No parece arriesgado especular que como Hall había convencido a Hansen de que volviese a la montaña, debía de ser muy duro para él negarle por segunda vez la opción de alcanzar la cima. «Es muy duro decirle a alguien que dé media vuelta cuando está tan arriba —advierte Guy Cotter, un guía neozelandés que coronó el Everest con Hall en 1992 y que trabajó para éste en 1995, cuando Hansen hizo su primer intento—. Si un cliente ve que la cima está cerca y se ha propuesto conquistarla, se reirá de ti y seguirá subiendo». Como afirmaba el guía estadounidense Peter Lev en una entrevista a la revista
Climbing
tras la catástrofe: «Creemos que nos pagan para tomar decisiones, pero en realidad nos pagan para llegar a la cima».
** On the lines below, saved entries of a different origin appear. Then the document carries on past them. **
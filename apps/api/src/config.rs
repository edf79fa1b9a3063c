use anyhow::{Context, Result};

/// Application configuration loaded from environment variables.
/// Panics at startup if required variables are missing.
#[derive(Debug, Clone)]
pub struct Config {
    pub database_url: String,
    pub anthropic_api_key: String,
    pub voice_api_key: String,
    pub voice_base_url: String,
    /// When true, listing endpoints return built-in sample interviews if the
    /// store has no rows. Off by default so an empty store reads as empty.
    pub use_fallback_data: bool,
    pub port: u16,
    pub rust_log: String,
}

impl Config {
    pub fn from_env() -> Result<Self> {
        dotenvy::dotenv().ok(); // load .env if present; ignore if missing

        Ok(Config {
            database_url: require_env("DATABASE_URL")?,
            anthropic_api_key: require_env("ANTHROPIC_API_KEY")?,
            voice_api_key: require_env("VOICE_API_KEY")?,
            voice_base_url: std::env::var("VOICE_BASE_URL")
                .unwrap_or_else(|_| "https://api.vapi.ai".to_string()),
            use_fallback_data: std::env::var("USE_FALLBACK_DATA")
                .map(|v| v == "1" || v.eq_ignore_ascii_case("true"))
                .unwrap_or(false),
            port: std::env::var("PORT")
                .unwrap_or_else(|_| "8080".to_string())
                .parse::<u16>()
                .context("PORT must be a valid port number")?,
            rust_log: std::env::var("RUST_LOG").unwrap_or_else(|_| "info".to_string()),
        })
    }
}

fn require_env(key: &str) -> Result<String> {
    std::env::var(key).with_context(|| format!("Required environment variable '{key}' is not set"))
}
En cualquier caso, Hall no mandó a Hansen de vuelta a las 14:00 (ni a las 16:00, cuando se reunió con él un poco más abajo de la cumbre). Según cuenta Lopsang, Hall hizo que Hansen le pasara el brazo por los hombros y lo ayudó a subir los últimos doce metros. Estuvieron en la cima sólo un par de minutos y luego emprendieron el largo descenso.

Al advertir que Hansen estaba agotado, Lopsang aflojó el paso para asegurarse de que éste y Rob salvaban sin problemas una peligrosa cornisa, al pie de la cima. Luego, deseoso de alcanzar a Fischer, quien para entonces le había sacado media hora de ventaja, el sherpa continuó cresta abajo dejando a Hall y Hansen en lo alto del escalón Hillary.

Parece ser que, una vez que Lopsang se perdió de vista, Hansen se quedó sin oxígeno y se desplomó. Había agotado todas sus fuerzas en el último tramo de la ascensión, y ya no le quedaba gas para el descenso. «Le había pasado prácticamente lo mismo el año anterior —dice Ed Viesturs, quien, al igual que Cotter, en 1995 trabajaba como guía para Hall—. Estuvo bien durante la subida, pero en cuanto empezó a bajar se derrumbó mental y físicamente; parecía un zombi, iba como si se hubiera quedado sin pilas».

A las 16:30, y de nuevo a las 16:41, Hall llamó por radio para decir que tenían problemas y que necesitaban oxígeno con urgencia. Dos botellas llenas los esperaban en la cima Sur; si Hall lo hubiera sabido, habría ido a buscarlas para volver después adonde se encontraba Hansen con una nueva reserva de oxígeno. Pero Andy Harris, que aún estaba en la Antecima padeciendo los estragos de su demencia hipóxica, oyó el comunicado y le advirtió a Hall —incorrectamente, como a Mike Groom y a mí— de que todas las botellas estaban vacías.